2. The fine tangential valve body laser marking machine as defined in claim 1, wherein: clamping jaw (96) are including rubber piece (961), clamping jaw cylinder (962) and finger board (963), the transmission is connected with finger board (963) on the output shaft of clamping jaw cylinder (962) both sides, finger board (963) bottom is fixed with rubber piece (961).

3. The fine tangential valve body laser marking machine as defined in claim 1, wherein: a laser marking device (50) is arranged on the frame (10), and the laser marking device (50) marks a workpiece on a loading platform (100) at one side of the loading conveyor belt (20);

the frame (10) is provided with a code reader (60), and the code reader (60) marks and detects the machined parts on the loading platform (100) of the second blanking conveying belt (40).

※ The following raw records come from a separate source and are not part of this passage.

// ── Periodic RSSI/activity sweep ──
//
// Once per poll interval every connected client is sampled from the
// driver. Byte-counter deltas drive the activity flag for drivers
// without native activity events, and SNR movement is compared against
// the applied thresholds to synthesize crossings the driver did not
// deliver itself.

use bandsteer_bsal::{ClientInfo, RssiChange};
use tracing::warn;

use crate::model::{Client, KickSource, XING_RETRIGGER_DELTA};
use crate::store::ClientStore;
use crate::telemetry::SteeringEvent;

use super::kick::KickQueue;
use super::{events, kick, Ctx};

pub(crate) fn run(ctx: &mut Ctx<'_>, clients: &mut ClientStore, kicks: &mut KickQueue) {
    for mac in clients.macs() {
        let Some(client) = clients.get_mut(mac) else {
            continue;
        };
        let Some(ifname) = client.connected_ifname.clone() else {
            continue;
        };
        let info = match ctx.bsal.client_info(&ifname, mac) {
            Ok(info) => info,
            Err(err) => {
                warn!(%mac, ifname, %err, "client info poll failed");
                continue;
            }
        };
        if !info.connected {
            // The disconnect event owns the teardown; skip this round.
            continue;
        }
        let now = ctx.clock.now();

        // Activity from byte-counter deltas.
        let prev_info = client
            .iface(&ifname)
            .map_or_else(ClientInfo::default, |s| s.info);
        if let Some(sampled_at) = client.times.bytes_report {
            let elapsed = (now - sampled_at).num_seconds();
            if elapsed > 0 {
                let prev_bytes = prev_info.tx_bytes.saturating_add(prev_info.rx_bytes);
                let cur_bytes = info.tx_bytes.saturating_add(info.rx_bytes);
                let bps = cur_bytes
                    .saturating_sub(prev_bytes)
                    .saturating_mul(8)
                    .checked_div(u64::try_from(elapsed).unwrap_or(1))
                    .unwrap_or(0);
                let active = bps >= client.policy.active_threshold_bps;
                if active != client.is_active {
                    client.is_active = active;
                    client.times.last_activity_change = Some(now);
                    ctx.sink
                        .report(mac, &ifname, SteeringEvent::ActivityChange { active });
                    if !active {
                        if let Some(pending) = client.pending_kick.take() {
                            kick::request(ctx, kicks, client, pending.source, pending.snr);
                        }
                    }
                }
            }
        }
        client.times.bytes_report = Some(now);
        let applied = client.iface(&ifname).and_then(|s| s.applied);
        if let Some(slot) = client.iface_mut(&ifname) {
            slot.info = info;
        }

        // Crossing synthesis against the applied thresholds.
        let Some(applied) = applied else {
            continue;
        };
        let prev_snr = client.prev_xing_snr;
        let snr = info.snr;
        if prev_snr == 0 {
            client.prev_xing_snr = snr;
            continue;
        }
        if snr.abs_diff(prev_snr) < XING_RETRIGGER_DELTA {
            continue;
        }
        let high = crossing(prev_snr, snr, applied.rssi_high_xing);
        let low = crossing(prev_snr, snr, applied.rssi_low_xing);
        if high == RssiChange::Unchanged && low == RssiChange::Unchanged {
            client.prev_xing_snr = snr;
            continue;
        }
        events::on_xing(ctx, kicks, client, &ifname, snr, high, low);
    }
    kick::pump(ctx, clients, kicks);
}

/// Direction of movement across one threshold, if any. Disarmed
/// thresholds (zero) never cross.
fn crossing(prev: u8, cur: u8, threshold: u8) -> RssiChange {
    if threshold == 0 {
        return RssiChange::Unchanged;
    }
    if prev <= threshold && cur > threshold {
        RssiChange::Higher
    } else if prev >= threshold && cur < threshold {
        RssiChange::Lower
    } else {
        RssiChange::Unchanged
    }
}

/// Sticky crossing timer expiry: the low crossing held, hand the kick
/// to the queue with the SNR seen at the crossing.
pub(crate) fn on_sticky_timer(ctx: &mut Ctx<'_>, kicks: &mut KickQueue, client: &mut Client) {
    let Some(snr) = client.sticky_snr.take() else {
        return;
    };
    if client.connected_ifname.is_none() {
        return;
    }
    kick::request(ctx, kicks, client, KickSource::Sticky, snr);
}

#[cfg(test)]
#[allow(clippy::unwrap_used)]
mod tests {
    use pretty_assertions::assert_eq;

    use super::*;

    #[test]
    fn crossing_requires_an_armed_threshold() {
        assert_eq!(crossing(10, 50, 0), RssiChange::Unchanged);
        assert_eq!(crossing(10, 50, 30), RssiChange::Higher);
        assert_eq!(crossing(50, 10, 30), RssiChange::Lower);
        assert_eq!(crossing(35, 45, 30), RssiChange::Unchanged);
    }
}
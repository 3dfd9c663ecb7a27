// ── Timer scheduling ──
//
// Every deferred action the engine takes is a named timer slot on one
// client. The key is (mac, kind), so cancellation is a typed lookup
// and a destroyed client can sweep its whole slot table.

use std::collections::BTreeMap;
use std::time::Duration;

use bandsteer_bsal::MacAddress;
use serde::{Deserialize, Serialize};

/// The deferred actions a client can have pending.
#[derive(Debug, Clone, Copy, PartialEq, Eq, PartialOrd, Ord, Hash, Serialize, Deserialize)]
pub enum TimerKind {
    /// Pre-association backoff expiry.
    Backoff,
    /// Client-steering enforcement period expiry.
    CsEnforce,
    /// Client-steering RSSI crossing hysteresis.
    CsHysteresis,
    /// Force-reset of a client stuck in the `Steering` state.
    State,
    /// BTM retransmission.
    BtmRetry,
    /// Delayed sticky kick after a low crossing.
    StickyXing,
    /// Delayed beacon measurement request, one slot per token.
    Rrm(u8),
}

/// One client's timer identity, as seen by the host scheduler.
#[derive(Debug, Clone, Copy, PartialEq, Eq, Hash, Serialize, Deserialize)]
pub struct TimerKey {
    pub mac: MacAddress,
    pub kind: TimerKind,
}

/// Opaque handle to a scheduled timer.
#[derive(Debug, Clone, Copy, PartialEq, Eq, Hash, Serialize, Deserialize)]
pub struct TimerHandle(pub u64);

/// Deferred-callback scheduler owned by the host event loop.
///
/// When a timer expires the host calls
/// [`Engine::on_timer`](crate::Engine::on_timer) with the key it was
/// scheduled under. Cancelling an already-fired handle is a no-op.
pub trait Scheduler {
    fn schedule(&mut self, key: TimerKey, delay: Duration) -> TimerHandle;
    fn cancel(&mut self, handle: TimerHandle);
}

/// Per-client map of armed timers, one live handle per [`TimerKind`].
///
/// Arming a kind that is already armed cancels the previous handle
/// first, so a client can never hold two timers of the same kind.
#[derive(Debug, Default, Clone)]
pub struct TimerSlots {
    slots: BTreeMap<TimerKind, TimerHandle>,
}

impl TimerSlots {
    pub fn arm(
        &mut self,
        sched: &mut dyn Scheduler,
        mac: MacAddress,
        kind: TimerKind,
        delay: Duration,
    ) -> TimerHandle {
        if let Some(prev) = self.slots.remove(&kind) {
            sched.cancel(prev);
        }
        let handle = sched.schedule(TimerKey { mac, kind }, delay);
        self.slots.insert(kind, handle);
        handle
    }

    /// Cancel an armed timer. Returns whether one was armed.
    pub fn cancel(&mut self, sched: &mut dyn Scheduler, kind: TimerKind) -> bool {
        match self.slots.remove(&kind) {
            Some(handle) => {
                sched.cancel(handle);
                true
            }
            None => false,
        }
    }

    /// Drop the slot for a timer that just fired, without cancelling.
    pub fn clear_fired(&mut self, kind: TimerKind) {
        self.slots.remove(&kind);
    }

    /// Cancel every armed timer. Used on client destruction.
    pub fn cancel_all(&mut self, sched: &mut dyn Scheduler) {
        for (_, handle) in std::mem::take(&mut self.slots) {
            sched.cancel(handle);
        }
    }

    pub fn is_armed(&self, kind: TimerKind) -> bool {
        self.slots.contains_key(&kind)
    }

    pub fn armed_count(&self) -> usize {
        self.slots.len()
    }

    /// Armed RRM slot tokens, for bulk cancellation on disconnect.
    pub fn rrm_kinds(&self) -> Vec<TimerKind> {
        self.slots
            .keys()
            .copied()
            .filter(|k| matches!(k, TimerKind::Rrm(_)))
            .collect()
    }
}

#[cfg(test)]
#[allow(clippy::unwrap_used)]
mod tests {
    use pretty_assertions::assert_eq;

    use super::*;
    use crate::test_support::FakeScheduler;

    fn mac() -> MacAddress {
        MacAddress::new([0, 1, 2, 3, 4, 5])
    }

    #[test]
    fn rearming_replaces_the_previous_handle() {
        let fake = FakeScheduler::new();
        let mut sched = fake.clone();
        let mut slots = TimerSlots::default();

        let first = slots.arm(&mut sched, mac(), TimerKind::Backoff, Duration::from_secs(5));
        let second = slots.arm(&mut sched, mac(), TimerKind::Backoff, Duration::from_secs(9));

        assert_ne!(first, second);
        assert_eq!(slots.armed_count(), 1);
        assert_eq!(fake.armed_handles(), vec![second]);
    }

    #[test]
    fn cancel_all_leaves_no_scheduler_entries() {
        let fake = FakeScheduler::new();
        let mut sched = fake.clone();
        let mut slots = TimerSlots::default();

        slots.arm(&mut sched, mac(), TimerKind::Backoff, Duration::from_secs(5));
        slots.arm(&mut sched, mac(), TimerKind::CsEnforce, Duration::from_secs(30));
        slots.arm(&mut sched, mac(), TimerKind::Rrm(2), Duration::from_secs(1));

        slots.cancel_all(&mut sched);

        assert_eq!(slots.armed_count(), 0);
        assert!(fake.armed_handles().is_empty());
    }

    #[test]
    fn cancel_of_unarmed_kind_reports_false() {
        let fake = FakeScheduler::new();
        let mut sched = fake.clone();
        let mut slots = TimerSlots::default();

        assert!(!slots.cancel(&mut sched, TimerKind::CsHysteresis));
    }
}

4. The fine tangential valve body laser marking machine as set forth in claim 2, wherein: lifting assembly (70) are including backup pad (71), slide connection board (72), first lead screw (73), slide connection pole (74) and first motor (75), backup pad (71) are fixed on frame (10), the cavity has been seted up to backup pad (71) inside, be located in the cavity on backup pad (71) and be equipped with slide connection pole (74), sliding connection has slide connection board (72) on slide connection pole (74), slide connection board (72) bolted connection moves and carries subassembly (80), backup pad (71) top is equipped with first motor (75), the transmission is connected with first lead screw (73) on first motor (75), first lead screw (73) close to connect slide connection board (72) soon, first motor (75) control first lead screw (73) rotate, drive slide connection board (72) and be located slide connection pole (74) and carry out position adjustment.

5. The fine tangential valve body laser marking machine as defined in claim 1, wherein: the utility model discloses a drag chain, including fixed plate (91), U-shaped connecting plate (83), fixed plate (91), fixed plate (93) top is fixed with right angle backup pad (93), be fixed with notch limiting plate (92) that are on a parallel with fixed plate (91) on the right angle backup pad (93), notch limiting plate (92) fixed connection drag chain (94) one end, drag chain (94) other end fixed connection U-shaped connecting plate (83).